Delimited file parser

Question 1

This is some code I've cobbled together that reads a delimited file. If the user is able to tell us some stuff about the file, it uses the supplied information. Otherwise, it tries to work stuff out itself. Then it pushes what it thinks are the first two rows of data back to the user to see if it's read the file correctly.
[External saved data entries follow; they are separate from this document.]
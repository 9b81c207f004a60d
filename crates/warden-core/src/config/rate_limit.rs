//! Rate limiting configuration.

use serde::{Deserialize, Serialize};
use std::time::Duration;

/// Admission-control algorithm.
#[derive(Debug, Clone, Copy, Serialize, Deserialize, Default, PartialEq, Eq)]
#[serde(rename_all = "snake_case")]
pub enum RateLimitAlgorithm {
    /// Count admitted requests in a moving window ending at "now".
    #[default]
    SlidingWindow,
    /// Refill tokens continuously up to a burst capacity.
    TokenBucket,
}

/// Rate limiting configuration.
#[derive(Debug, Clone, Serialize, Deserialize)]
pub struct RateLimitConfig {
    /// Which algorithm to run.
    #[serde(default)]
    pub algorithm: RateLimitAlgorithm,

    /// Sustained requests per second per caller.
    #[serde(default = "default_requests_per_second")]
    pub requests_per_second: u32,

    /// Sliding window length.
    #[serde(default = "default_window", with = "super::duration")]
    pub window: Duration,

    /// Token bucket capacity.
    #[serde(default = "default_burst")]
    pub burst: u32,

    /// How often inactive keys are purged.
    #[serde(default = "default_cleanup_interval", with = "super::duration")]
    pub cleanup_interval: Duration,

    /// A key idle for this long is forgotten.
    #[serde(default = "default_inactivity", with = "super::duration")]
    pub inactivity_timeout: Duration,
}

impl Default for RateLimitConfig {
    fn default() -> Self {
        Self {
            algorithm: RateLimitAlgorithm::default(),
            requests_per_second: default_requests_per_second(),
            window: default_window(),
            burst: default_burst(),
            cleanup_interval: default_cleanup_interval(),
            inactivity_timeout: default_inactivity(),
        }
    }
}

impl RateLimitConfig {
    /// Admitted requests per sliding window: `requests_per_second × window`.
    pub fn quota(&self) -> u64 {
        (f64::from(self.requests_per_second) * self.window.as_secs_f64()).floor() as u64
    }
}

fn default_requests_per_second() -> u32 {
    10
}

fn default_window() -> Duration {
    Duration::from_secs(1)
}

fn default_burst() -> u32 {
    20
}

fn default_cleanup_interval() -> Duration {
    Duration::from_secs(60)
}

fn default_inactivity() -> Duration {
    Duration::from_secs(60 * 60)
}

#[cfg(test)]
mod tests {
    use super::*;

    #[test]
    fn test_quota_scales_with_window() {
        let config = RateLimitConfig {
            requests_per_second: 5,
            window: Duration::from_secs(10),
            ..Default::default()
        };
        assert_eq!(config.quota(), 50);

        let sub_second = RateLimitConfig {
            requests_per_second: 10,
            window: Duration::from_millis(500),
            ..Default::default()
        };
        assert_eq!(sub_second.quota(), 5);
    }
}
The problem I've faced is that efficiency is important, so I've tried to only read the file once. That creates a chicken and egg problem if the user hasn't given us a delimiter - we need to read the first row to determine the delimiter, but we can't get the fields in the first row without knowing what that delimiter is.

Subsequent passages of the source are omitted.